→ Task description: When you reach the line containing "use crate::fragment::SectionWriter;", stop after it; until then, copy each line of the listing exactly, starting with the first.

-=-=-=-=-

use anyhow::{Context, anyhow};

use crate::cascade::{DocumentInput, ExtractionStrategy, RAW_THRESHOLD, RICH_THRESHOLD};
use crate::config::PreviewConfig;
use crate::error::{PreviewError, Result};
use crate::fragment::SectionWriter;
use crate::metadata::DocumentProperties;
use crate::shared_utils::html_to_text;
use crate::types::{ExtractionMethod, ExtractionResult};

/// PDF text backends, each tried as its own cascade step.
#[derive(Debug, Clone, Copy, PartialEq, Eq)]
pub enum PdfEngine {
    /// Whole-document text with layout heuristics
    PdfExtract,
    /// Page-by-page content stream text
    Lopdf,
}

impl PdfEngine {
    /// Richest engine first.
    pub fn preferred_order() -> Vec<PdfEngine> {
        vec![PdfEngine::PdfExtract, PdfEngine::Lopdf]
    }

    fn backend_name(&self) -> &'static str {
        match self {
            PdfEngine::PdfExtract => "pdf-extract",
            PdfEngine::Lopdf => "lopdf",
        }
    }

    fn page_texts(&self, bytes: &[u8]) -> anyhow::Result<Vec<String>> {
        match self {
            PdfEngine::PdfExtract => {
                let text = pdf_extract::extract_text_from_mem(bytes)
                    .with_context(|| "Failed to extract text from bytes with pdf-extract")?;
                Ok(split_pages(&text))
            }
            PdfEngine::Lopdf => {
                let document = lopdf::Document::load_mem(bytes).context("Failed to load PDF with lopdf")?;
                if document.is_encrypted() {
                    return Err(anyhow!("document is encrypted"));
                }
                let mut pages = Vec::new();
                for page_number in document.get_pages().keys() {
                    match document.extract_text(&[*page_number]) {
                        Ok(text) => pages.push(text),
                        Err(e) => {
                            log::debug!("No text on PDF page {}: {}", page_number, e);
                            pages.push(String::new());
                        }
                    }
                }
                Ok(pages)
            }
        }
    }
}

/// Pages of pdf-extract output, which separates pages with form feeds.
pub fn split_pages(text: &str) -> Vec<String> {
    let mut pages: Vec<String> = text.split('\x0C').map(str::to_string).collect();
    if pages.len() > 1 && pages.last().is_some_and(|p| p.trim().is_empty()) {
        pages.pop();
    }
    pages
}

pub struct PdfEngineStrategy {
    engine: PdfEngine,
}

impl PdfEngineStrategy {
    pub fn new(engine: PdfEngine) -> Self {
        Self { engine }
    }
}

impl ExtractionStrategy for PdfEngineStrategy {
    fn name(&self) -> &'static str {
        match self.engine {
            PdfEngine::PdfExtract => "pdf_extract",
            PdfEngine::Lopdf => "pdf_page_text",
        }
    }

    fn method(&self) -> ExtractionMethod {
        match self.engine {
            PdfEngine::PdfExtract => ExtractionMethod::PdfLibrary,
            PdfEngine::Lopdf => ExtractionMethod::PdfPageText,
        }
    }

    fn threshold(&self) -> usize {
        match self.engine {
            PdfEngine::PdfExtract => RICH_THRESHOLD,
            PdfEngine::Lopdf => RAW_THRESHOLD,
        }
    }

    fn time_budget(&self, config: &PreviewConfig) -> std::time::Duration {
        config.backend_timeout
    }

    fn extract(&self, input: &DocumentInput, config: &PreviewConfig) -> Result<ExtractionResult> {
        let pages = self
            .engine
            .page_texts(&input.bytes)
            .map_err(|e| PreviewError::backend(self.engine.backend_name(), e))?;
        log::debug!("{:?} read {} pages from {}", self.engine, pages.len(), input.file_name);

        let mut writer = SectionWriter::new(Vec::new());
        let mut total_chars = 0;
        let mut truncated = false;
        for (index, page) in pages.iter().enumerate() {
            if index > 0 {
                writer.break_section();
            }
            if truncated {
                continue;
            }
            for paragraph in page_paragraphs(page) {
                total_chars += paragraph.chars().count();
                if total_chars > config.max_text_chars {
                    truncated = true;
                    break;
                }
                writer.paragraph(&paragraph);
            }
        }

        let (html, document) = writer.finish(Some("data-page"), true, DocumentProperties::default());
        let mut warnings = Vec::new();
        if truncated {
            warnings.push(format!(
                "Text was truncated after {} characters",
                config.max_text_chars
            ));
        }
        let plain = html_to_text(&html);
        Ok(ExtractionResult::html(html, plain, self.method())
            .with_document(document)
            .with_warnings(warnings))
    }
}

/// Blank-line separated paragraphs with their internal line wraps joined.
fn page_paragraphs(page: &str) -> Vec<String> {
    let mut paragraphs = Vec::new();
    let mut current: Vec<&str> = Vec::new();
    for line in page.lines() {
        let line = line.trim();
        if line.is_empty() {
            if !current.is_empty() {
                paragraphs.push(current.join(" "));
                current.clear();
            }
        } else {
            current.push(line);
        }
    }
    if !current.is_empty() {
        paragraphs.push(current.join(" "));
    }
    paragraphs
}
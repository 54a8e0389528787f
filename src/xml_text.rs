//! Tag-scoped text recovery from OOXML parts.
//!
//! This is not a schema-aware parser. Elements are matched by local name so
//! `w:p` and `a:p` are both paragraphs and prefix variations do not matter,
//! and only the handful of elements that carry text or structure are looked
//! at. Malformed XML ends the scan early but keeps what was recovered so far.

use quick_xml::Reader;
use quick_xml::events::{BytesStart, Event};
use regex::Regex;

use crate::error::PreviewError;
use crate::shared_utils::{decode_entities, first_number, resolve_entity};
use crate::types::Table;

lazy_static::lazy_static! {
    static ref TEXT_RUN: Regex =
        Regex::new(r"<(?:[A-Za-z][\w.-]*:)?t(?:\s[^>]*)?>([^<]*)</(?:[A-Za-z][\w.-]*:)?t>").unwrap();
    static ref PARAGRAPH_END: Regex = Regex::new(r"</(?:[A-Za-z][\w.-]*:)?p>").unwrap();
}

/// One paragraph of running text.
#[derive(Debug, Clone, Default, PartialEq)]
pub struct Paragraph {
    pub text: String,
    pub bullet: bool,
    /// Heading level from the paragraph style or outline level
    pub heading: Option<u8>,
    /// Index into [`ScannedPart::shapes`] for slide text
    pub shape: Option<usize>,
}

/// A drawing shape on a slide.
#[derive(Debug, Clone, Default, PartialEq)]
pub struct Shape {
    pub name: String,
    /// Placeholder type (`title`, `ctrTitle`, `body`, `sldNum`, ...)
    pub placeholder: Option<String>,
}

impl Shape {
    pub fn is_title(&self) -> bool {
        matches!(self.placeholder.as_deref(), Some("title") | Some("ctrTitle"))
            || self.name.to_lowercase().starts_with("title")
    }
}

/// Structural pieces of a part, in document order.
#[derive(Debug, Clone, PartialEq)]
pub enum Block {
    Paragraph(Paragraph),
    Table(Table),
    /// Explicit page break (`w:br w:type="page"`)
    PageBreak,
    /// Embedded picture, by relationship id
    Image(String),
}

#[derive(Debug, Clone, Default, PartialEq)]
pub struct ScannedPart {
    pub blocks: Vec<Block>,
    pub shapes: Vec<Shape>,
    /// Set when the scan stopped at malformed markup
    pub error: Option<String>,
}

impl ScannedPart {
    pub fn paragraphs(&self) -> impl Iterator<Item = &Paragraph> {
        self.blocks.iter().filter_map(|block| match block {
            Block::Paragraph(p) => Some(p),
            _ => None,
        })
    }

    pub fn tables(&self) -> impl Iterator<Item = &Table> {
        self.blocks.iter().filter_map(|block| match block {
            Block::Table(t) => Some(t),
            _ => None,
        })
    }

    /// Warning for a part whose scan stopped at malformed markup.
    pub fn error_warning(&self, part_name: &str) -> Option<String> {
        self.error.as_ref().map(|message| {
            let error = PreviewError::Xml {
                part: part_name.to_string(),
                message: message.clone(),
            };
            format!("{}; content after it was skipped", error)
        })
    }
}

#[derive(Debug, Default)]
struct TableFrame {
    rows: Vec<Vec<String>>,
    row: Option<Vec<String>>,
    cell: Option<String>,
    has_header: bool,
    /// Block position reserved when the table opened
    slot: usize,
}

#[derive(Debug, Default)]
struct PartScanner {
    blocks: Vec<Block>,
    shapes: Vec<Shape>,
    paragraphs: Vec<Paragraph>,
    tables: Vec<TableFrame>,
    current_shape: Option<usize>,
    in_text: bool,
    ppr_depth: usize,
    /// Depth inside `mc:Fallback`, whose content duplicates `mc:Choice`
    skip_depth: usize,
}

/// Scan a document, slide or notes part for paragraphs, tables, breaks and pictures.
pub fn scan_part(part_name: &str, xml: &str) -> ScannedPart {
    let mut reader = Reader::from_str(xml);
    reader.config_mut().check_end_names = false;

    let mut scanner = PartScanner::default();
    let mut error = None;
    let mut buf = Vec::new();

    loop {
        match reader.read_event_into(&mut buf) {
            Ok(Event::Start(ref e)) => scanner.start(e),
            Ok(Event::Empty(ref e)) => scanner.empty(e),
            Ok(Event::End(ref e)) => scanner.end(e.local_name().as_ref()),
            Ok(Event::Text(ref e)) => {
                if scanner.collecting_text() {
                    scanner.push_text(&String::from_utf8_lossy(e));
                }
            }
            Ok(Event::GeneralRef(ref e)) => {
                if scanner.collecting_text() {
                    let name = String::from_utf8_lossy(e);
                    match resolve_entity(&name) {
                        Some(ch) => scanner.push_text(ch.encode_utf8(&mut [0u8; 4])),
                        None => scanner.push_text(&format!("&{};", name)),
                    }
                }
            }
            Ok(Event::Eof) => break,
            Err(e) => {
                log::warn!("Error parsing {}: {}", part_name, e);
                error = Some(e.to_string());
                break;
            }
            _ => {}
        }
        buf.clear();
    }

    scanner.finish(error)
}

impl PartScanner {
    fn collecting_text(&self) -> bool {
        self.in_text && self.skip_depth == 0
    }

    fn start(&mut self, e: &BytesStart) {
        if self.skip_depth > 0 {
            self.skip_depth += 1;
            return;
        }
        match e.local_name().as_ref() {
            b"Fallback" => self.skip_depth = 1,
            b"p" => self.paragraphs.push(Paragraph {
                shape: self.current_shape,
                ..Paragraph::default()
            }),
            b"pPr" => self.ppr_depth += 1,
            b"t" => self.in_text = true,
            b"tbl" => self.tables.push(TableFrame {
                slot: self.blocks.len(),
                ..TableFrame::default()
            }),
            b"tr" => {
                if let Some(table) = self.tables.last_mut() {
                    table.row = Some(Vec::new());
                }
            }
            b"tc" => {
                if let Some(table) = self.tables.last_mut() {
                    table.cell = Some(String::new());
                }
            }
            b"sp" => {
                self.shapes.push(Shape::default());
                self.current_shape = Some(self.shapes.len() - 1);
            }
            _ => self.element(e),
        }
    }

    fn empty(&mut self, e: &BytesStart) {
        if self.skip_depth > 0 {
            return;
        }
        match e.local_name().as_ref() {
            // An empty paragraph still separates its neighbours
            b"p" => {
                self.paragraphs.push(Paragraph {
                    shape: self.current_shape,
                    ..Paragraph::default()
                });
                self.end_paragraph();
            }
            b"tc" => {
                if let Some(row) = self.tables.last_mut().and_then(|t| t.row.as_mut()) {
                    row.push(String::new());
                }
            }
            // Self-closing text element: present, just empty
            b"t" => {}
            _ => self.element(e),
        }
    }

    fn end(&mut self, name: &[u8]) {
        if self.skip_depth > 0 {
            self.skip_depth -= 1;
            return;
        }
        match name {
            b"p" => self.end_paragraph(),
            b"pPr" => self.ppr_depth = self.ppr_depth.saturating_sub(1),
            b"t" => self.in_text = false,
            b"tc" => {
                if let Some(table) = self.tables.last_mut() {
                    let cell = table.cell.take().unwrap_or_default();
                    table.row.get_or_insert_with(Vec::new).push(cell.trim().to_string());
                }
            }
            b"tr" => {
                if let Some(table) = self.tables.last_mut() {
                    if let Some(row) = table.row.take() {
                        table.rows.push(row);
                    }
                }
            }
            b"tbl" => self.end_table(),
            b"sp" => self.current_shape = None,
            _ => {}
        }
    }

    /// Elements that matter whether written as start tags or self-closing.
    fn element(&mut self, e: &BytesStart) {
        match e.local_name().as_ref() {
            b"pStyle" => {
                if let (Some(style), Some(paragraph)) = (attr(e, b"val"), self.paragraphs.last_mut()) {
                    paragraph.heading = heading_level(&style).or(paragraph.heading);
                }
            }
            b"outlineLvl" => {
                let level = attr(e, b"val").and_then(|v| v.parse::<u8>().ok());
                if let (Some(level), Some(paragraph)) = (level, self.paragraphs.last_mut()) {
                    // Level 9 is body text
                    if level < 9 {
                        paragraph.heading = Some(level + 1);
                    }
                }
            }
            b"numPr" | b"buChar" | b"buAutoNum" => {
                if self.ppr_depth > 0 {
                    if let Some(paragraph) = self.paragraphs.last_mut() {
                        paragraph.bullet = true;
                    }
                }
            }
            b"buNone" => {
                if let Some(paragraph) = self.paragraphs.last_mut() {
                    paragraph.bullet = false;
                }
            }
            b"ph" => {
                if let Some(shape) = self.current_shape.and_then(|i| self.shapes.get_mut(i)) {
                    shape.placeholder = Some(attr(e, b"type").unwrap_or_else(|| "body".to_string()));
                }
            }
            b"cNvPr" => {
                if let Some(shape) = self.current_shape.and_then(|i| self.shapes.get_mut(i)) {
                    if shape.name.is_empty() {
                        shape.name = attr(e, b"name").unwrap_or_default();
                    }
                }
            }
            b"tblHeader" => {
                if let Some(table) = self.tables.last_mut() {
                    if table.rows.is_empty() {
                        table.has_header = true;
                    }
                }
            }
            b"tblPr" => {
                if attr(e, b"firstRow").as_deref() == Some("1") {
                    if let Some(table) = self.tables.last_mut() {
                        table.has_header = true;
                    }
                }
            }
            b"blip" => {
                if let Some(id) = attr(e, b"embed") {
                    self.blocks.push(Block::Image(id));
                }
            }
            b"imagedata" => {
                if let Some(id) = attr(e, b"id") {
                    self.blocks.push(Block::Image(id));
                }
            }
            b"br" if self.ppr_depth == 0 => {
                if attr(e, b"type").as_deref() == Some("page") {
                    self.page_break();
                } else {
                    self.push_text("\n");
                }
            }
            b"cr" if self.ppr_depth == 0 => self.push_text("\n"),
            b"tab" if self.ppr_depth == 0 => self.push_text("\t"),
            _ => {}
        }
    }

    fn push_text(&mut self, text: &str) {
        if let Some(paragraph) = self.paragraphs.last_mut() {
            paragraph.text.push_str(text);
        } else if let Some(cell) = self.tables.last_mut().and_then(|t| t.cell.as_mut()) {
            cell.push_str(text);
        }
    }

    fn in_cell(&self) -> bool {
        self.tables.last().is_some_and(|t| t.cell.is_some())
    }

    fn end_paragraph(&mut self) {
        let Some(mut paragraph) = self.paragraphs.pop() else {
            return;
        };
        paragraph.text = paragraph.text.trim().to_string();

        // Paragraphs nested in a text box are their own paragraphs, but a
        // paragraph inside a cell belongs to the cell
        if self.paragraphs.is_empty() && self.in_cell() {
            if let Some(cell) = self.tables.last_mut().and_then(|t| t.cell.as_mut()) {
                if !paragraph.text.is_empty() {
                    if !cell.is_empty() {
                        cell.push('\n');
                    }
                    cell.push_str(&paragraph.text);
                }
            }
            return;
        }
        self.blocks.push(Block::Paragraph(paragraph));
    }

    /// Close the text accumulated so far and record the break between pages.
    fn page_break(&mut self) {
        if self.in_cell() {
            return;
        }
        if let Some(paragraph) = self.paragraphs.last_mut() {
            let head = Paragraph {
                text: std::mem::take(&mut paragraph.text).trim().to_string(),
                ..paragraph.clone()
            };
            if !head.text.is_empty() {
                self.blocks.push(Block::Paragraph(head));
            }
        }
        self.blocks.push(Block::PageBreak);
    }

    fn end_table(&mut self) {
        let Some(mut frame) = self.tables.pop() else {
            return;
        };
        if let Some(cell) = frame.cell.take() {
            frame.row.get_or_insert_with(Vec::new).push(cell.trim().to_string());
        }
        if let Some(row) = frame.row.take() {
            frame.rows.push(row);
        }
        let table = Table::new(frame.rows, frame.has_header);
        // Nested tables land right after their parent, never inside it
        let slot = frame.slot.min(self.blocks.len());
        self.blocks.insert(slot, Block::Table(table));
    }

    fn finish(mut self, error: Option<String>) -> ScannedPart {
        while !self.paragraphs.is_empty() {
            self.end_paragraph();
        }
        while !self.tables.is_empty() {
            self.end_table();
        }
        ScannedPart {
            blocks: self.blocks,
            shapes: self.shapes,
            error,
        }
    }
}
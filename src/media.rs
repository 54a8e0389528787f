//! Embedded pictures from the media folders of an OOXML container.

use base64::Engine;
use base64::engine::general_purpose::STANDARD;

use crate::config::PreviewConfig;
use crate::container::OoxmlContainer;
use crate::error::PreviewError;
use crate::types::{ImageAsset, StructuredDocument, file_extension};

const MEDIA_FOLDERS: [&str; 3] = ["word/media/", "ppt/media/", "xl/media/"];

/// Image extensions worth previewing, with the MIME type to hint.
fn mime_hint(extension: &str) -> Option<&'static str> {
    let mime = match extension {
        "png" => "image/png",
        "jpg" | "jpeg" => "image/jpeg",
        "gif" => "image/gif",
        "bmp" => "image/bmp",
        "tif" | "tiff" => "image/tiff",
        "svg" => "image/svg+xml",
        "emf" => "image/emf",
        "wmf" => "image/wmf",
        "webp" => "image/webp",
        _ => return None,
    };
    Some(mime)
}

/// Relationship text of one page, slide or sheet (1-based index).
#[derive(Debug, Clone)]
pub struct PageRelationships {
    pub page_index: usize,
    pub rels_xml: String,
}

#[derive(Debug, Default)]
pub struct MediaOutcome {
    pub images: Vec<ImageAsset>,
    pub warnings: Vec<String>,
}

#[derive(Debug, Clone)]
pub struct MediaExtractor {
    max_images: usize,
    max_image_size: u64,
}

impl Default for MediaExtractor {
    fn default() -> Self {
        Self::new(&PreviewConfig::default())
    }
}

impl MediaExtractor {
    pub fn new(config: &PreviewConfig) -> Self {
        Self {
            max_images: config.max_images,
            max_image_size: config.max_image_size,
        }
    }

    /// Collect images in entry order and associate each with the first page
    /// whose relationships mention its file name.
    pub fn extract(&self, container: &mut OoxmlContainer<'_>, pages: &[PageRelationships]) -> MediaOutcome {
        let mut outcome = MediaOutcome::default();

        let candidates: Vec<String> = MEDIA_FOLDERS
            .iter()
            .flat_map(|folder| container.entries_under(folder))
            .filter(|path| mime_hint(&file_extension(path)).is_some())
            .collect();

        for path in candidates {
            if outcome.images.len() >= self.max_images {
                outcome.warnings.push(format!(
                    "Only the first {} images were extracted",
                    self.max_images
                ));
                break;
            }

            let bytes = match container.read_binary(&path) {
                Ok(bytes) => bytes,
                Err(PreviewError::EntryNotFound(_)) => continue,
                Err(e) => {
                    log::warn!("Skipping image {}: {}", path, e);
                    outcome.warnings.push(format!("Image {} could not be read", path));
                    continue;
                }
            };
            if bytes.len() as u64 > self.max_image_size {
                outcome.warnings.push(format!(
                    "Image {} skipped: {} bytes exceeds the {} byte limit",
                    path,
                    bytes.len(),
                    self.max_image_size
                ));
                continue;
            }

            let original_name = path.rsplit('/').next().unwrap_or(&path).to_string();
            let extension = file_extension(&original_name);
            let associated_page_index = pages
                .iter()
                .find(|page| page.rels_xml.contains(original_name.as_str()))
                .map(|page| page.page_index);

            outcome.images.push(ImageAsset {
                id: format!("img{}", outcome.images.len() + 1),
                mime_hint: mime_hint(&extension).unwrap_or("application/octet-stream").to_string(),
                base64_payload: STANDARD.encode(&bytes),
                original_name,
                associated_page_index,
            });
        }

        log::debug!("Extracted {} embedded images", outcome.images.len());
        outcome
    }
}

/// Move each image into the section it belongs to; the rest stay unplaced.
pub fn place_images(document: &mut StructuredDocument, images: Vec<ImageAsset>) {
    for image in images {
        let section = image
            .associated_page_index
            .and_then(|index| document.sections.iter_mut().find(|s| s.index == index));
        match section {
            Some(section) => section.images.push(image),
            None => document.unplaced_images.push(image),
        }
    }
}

-=-=-=-=-

→ Solved exercise:
use anyhow::{Context, anyhow};

use crate::cascade::{DocumentInput, ExtractionStrategy, RAW_THRESHOLD, RICH_THRESHOLD};
use crate::config::PreviewConfig;
use crate::error::{PreviewError, Result};
use crate::fragment::SectionWriter;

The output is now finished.